We can’t exclaim that “Black lives matter,” but then exclude Black trans folk because they don’t fit in with our heteronormative concepts. We don’t need to demand that transfolk meet our comfortable sensibilities - we need to meet their humanity at the base level. It literally costs you nothing to respect pronouns and identities. You’re not subscribing to some sort of wicked agenda - you’re just being a decent human being.

I currently date a transwoman. She is 'genderfluid' meaning she identifies either as a woman or agender. Currently, her pronouns are “she/her" but a lot of genderfluid people identify as “they/them." She was afraid to come out to me because she felt like it might scare me off, which is the same fear a lot of transfolk probably feel.

They may wonder: is this person going to reject me?

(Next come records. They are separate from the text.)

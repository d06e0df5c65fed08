//! Connection registry trait.

use async_trait::async_trait;

use super::{connection::ConnectionHandle, value_object::ParticipantId};

/// In-memory mapping from participant to at most one live connection handle.
///
/// Every operation is atomic with respect to the others, and none of them
/// performs network I/O.
#[async_trait]
pub trait ConnectionRegistry: Send + Sync {
    /// Register `handle` for `participant_id` ("last connection wins").
    ///
    /// The displaced handle, if any, is closed before being returned.
    async fn register(
        &self,
        participant_id: ParticipantId,
        handle: ConnectionHandle,
    ) -> Option<ConnectionHandle>;

    async fn lookup(&self, participant_id: &ParticipantId) -> Option<ConnectionHandle>;

    /// Remove the entry only if it still holds exactly `handle`.
    ///
    /// Returns `false` when a newer handle has already replaced it.
    async fn deregister(&self, participant_id: &ParticipantId, handle: &ConnectionHandle) -> bool;

    /// Copy of every current entry, so callers can iterate without holding the lock.
    async fn snapshot(&self) -> Vec<(ParticipantId, ConnectionHandle)>;

    async fn count(&self) -> usize;
}
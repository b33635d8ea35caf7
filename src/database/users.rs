// ABOUTME: Read-only access to per-user AI settings and bearer sessions
// ABOUTME: Both tables are written by the excluded settings and auth layers
//
// SPDX-License-Identifier: MIT OR Apache-2.0
// Copyright (c) 2025 Gutcheck

use crate::errors::{AppError, AppResult};
use serde::{Deserialize, Serialize};
use sqlx::{Row, SqlitePool};
use uuid::Uuid;

/// Per-user model endpoint settings
///
/// A user with no settings row gets the all-empty default, which the gateway
/// reports as unconfigured.
#[derive(Debug, Clone, Default, Serialize, Deserialize)]
pub struct UserAiSettings {
    /// Bearer API key for the user's endpoint
    pub api_key: Option<String>,
    /// Base URL of the OpenAI-compatible API
    pub base_url: Option<String>,
    /// Model identifier
    pub model: Option<String>,
    /// User-level default system prompt
    pub default_system_prompt: Option<String>,
    /// Whether to auto-generate conversation titles via the model
    pub auto_title: bool,
}

impl UserAiSettings {
    /// Whether key, endpoint, and model are all present and non-empty
    #[must_use]
    pub fn is_configured(&self) -> bool {
        fn set(value: &Option<String>) -> bool {
            value.as_deref().is_some_and(|v| !v.is_empty())
        }
        set(&self.api_key) && set(&self.base_url) && set(&self.model)
    }
}

/// User settings and session lookups
pub struct UserManager {
    pool: SqlitePool,
}

impl UserManager {
    /// Create a new user manager
    #[must_use]
    pub const fn new(pool: SqlitePool) -> Self {
        Self { pool }
    }

    /// Resolve a bearer session token to a user id
    ///
    /// # Errors
    ///
    /// Returns an error if the database operation fails or the stored user id
    /// is malformed
    pub async fn find_user_by_session(&self, token: &str) -> AppResult<Option<Uuid>> {
        let row = sqlx::query(
            r"
            SELECT user_id
            FROM sessions
            WHERE token = $1
            ",
        )
        .bind(token)
        .fetch_optional(&self.pool)
        .await
        .map_err(|e| AppError::database(format!("Failed to look up session: {e}")))?;

        row.map(|r| {
            let user_id: String = r.get("user_id");
            Uuid::parse_str(&user_id)
                .map_err(|e| AppError::database(format!("Malformed user id in session: {e}")))
        })
        .transpose()
    }

    /// Load a user's AI settings, defaulting when no row exists
    ///
    /// # Errors
    ///
    /// Returns an error if the database operation fails
    pub async fn get_ai_settings(&self, user_id: Uuid) -> AppResult<UserAiSettings> {
        let row = sqlx::query(
            r"
            SELECT api_key, base_url, model, default_system_prompt, auto_title
            FROM user_ai_settings
            WHERE user_id = $1
            ",
        )
        .bind(user_id.to_string())
        .fetch_optional(&self.pool)
        .await
        .map_err(|e| AppError::database(format!("Failed to load AI settings: {e}")))?;

        Ok(row.map_or_else(UserAiSettings::default, |r| UserAiSettings {
            api_key: r.get("api_key"),
            base_url: r.get("base_url"),
            model: r.get("model"),
            default_system_prompt: r.get("default_system_prompt"),
            auto_title: r.get("auto_title"),
        }))
    }
}

#[cfg(test)]
mod tests {
    use super::*;
    use crate::database::test_util::memory_pool;

    #[tokio::test]
    async fn test_session_lookup() {
        let pool = memory_pool().await;
        let manager = UserManager::new(pool.clone());
        let user = Uuid::new_v4();

        sqlx::query("INSERT INTO sessions (token, user_id, created_at) VALUES ($1, $2, $3)")
            .bind("tok-1")
            .bind(user.to_string())
            .bind(chrono::Utc::now().to_rfc3339())
            .execute(&pool)
            .await
            .unwrap();

        assert_eq!(manager.find_user_by_session("tok-1").await.unwrap(), Some(user));
        assert_eq!(manager.find_user_by_session("nope").await.unwrap(), None);
    }

    #[tokio::test]
    async fn test_missing_settings_row_defaults_to_unconfigured() {
        let pool = memory_pool().await;
        let manager = UserManager::new(pool);

        let settings = manager.get_ai_settings(Uuid::new_v4()).await.unwrap();
        assert!(!settings.is_configured());
        assert!(!settings.auto_title);
    }

    #[tokio::test]
    async fn test_settings_row_is_loaded() {
        let pool = memory_pool().await;
        let manager = UserManager::new(pool.clone());
        let user = Uuid::new_v4();

        sqlx::query(
            r"
            INSERT INTO user_ai_settings (user_id, api_key, base_url, model, default_system_prompt, auto_title)
            VALUES ($1, 'sk-test', 'https://api.example.com/v1', 'test-model', NULL, 1)
            ",
        )
        .bind(user.to_string())
        .execute(&pool)
        .await
        .unwrap();

        let settings = manager.get_ai_settings(user).await.unwrap();
        assert!(settings.is_configured());
        assert!(settings.auto_title);
        assert_eq!(settings.model.as_deref(), Some("test-model"));
    }
}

Is this person going to hurt me?

Is this person going to kill me?

An interesting aspect of our relationship is the conversations we have about her identity and how she’s learning a lot about herself every day, which she imparts on me daily. We hit bumps in the road, because I’m still unpacking a lot of things myself. I’m learning how to unlearn all these aspects of toxic masculinity that have been dormant in me all my life. I still deal with little microaggressions that want to come out of my mouth and I have to censor myself a lot because I don’t want to be insensitive or unconsciously cruel. I still find myself on social media, speaking in trans spaces and stepping on toes by centering the conversation on me, but I realize how wrong that is. Sometimes, I find myself misgendering people and apologizing profusely for it, which is usually met with “don’t be sorry, be better." Initially, it hurt my fragile male ego to be told that, but I understand. How many times have we as black people had to defend our humanity to white people and how tiring does it get? It is just as exhausting for a trans person to constantly repeat “I identify as this, my pronouns are these, please learn them.”

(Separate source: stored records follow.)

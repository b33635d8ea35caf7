// ABOUTME: Common domain models shared across the analytics and chat subsystems
// ABOUTME: Defines LogEntry, the feeling enumeration, and thinking intensity
//
// SPDX-License-Identifier: MIT OR Apache-2.0
// Copyright (c) 2025 Gutcheck

//! Common data models for gut-health journal data

use chrono::NaiveDate;
use serde::{Deserialize, Serialize};
use uuid::Uuid;

/// How an occurrence felt, as reported by the user
#[derive(Debug, Clone, Copy, PartialEq, Eq, PartialOrd, Ord, Serialize, Deserialize)]
#[serde(rename_all = "lowercase")]
pub enum Feeling {
    /// Smooth, comfortable occurrence
    Smooth,
    /// Required noticeable effort
    Difficult,
    /// Painful occurrence
    Painful,
    /// Sudden urgency
    Urgent,
    /// Feeling of incomplete evacuation
    Incomplete,
}

impl Feeling {
    /// String representation used in persistence and API payloads
    #[must_use]
    pub const fn as_str(&self) -> &'static str {
        match self {
            Self::Smooth => "smooth",
            Self::Difficult => "difficult",
            Self::Painful => "painful",
            Self::Urgent => "urgent",
            Self::Incomplete => "incomplete",
        }
    }

    /// Parse from the persisted string form
    #[must_use]
    pub fn parse(value: &str) -> Option<Self> {
        match value {
            "smooth" => Some(Self::Smooth),
            "difficult" => Some(Self::Difficult),
            "painful" => Some(Self::Painful),
            "urgent" => Some(Self::Urgent),
            "incomplete" => Some(Self::Incomplete),
            _ => None,
        }
    }
}

/// Coarse knob controlling model sampling temperature and response budget
#[derive(Debug, Clone, Copy, PartialEq, Eq, Serialize, Deserialize)]
#[serde(rename_all = "lowercase")]
pub enum ThinkingIntensity {
    /// Faster, more exploratory replies
    Low,
    /// Balanced default
    Medium,
    /// Slower, more deliberate replies
    High,
}

impl ThinkingIntensity {
    /// String representation used in persistence and API payloads
    #[must_use]
    pub const fn as_str(&self) -> &'static str {
        match self {
            Self::Low => "low",
            Self::Medium => "medium",
            Self::High => "high",
        }
    }

    /// Parse from the persisted string form
    ///
    /// Unrecognized values map to `None`; callers fall back to default
    /// sampling parameters rather than rejecting the conversation.
    #[must_use]
    pub fn parse(value: &str) -> Option<Self> {
        match value {
            "low" => Some(Self::Low),
            "medium" => Some(Self::Medium),
            "high" => Some(Self::High),
            _ => None,
        }
    }
}

impl Default for ThinkingIntensity {
    fn default() -> Self {
        Self::Medium
    }
}

/// A single journal entry, consumed read-only by the analytics subsystem
///
/// Entry CRUD and identifier generation belong to the journaling layer; this
/// crate only queries entries by user and date range. An absence marker
/// records a day explicitly observed with no occurrence; the journaling layer
/// guarantees it never coexists with a normal entry on the same date.
#[derive(Debug, Clone, Serialize, Deserialize)]
pub struct LogEntry {
    /// Unique entry ID
    pub id: String,
    /// Owner of the entry
    pub user_id: Uuid,
    /// Calendar day of the occurrence
    pub entry_date: NaiveDate,
    /// Clock time (`HH:MM` or `HH:MM:SS`), if recorded
    pub entry_time: Option<String>,
    /// Duration in minutes, if recorded
    pub duration_minutes: Option<i64>,
    /// Bristol-style category code (1-7), if recorded
    pub category: Option<u8>,
    /// Reported feeling, if recorded
    pub feeling: Option<Feeling>,
    /// Free-text notes
    pub notes: Option<String>,
    /// Day explicitly marked as having no occurrence
    pub is_absence_marker: bool,
}

impl LogEntry {
    /// Hour of day parsed from `entry_time`, if present and well-formed
    #[must_use]
    pub fn hour(&self) -> Option<u32> {
        let time = self.entry_time.as_deref()?;
        let hour: u32 = time.split(':').next()?.parse().ok()?;
        (hour < 24).then_some(hour)
    }
}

After I let her know it was safe to come out to me and that she would never have any issues with me understanding and accepting who she was, I asked her what she deals with mentally, what goes on in the mind of a genderfluid person. Individually, sometimes she feels feminine, but most of the time, she feels like she’s genderless, neither masculine nor feminine. We talk often about trans-affective subjects and I’ve learned that although it’s often exhausting to keep asking researchable things, she enjoys educating me, a luxury a lot of heterosexual cisgender partners are not afforded.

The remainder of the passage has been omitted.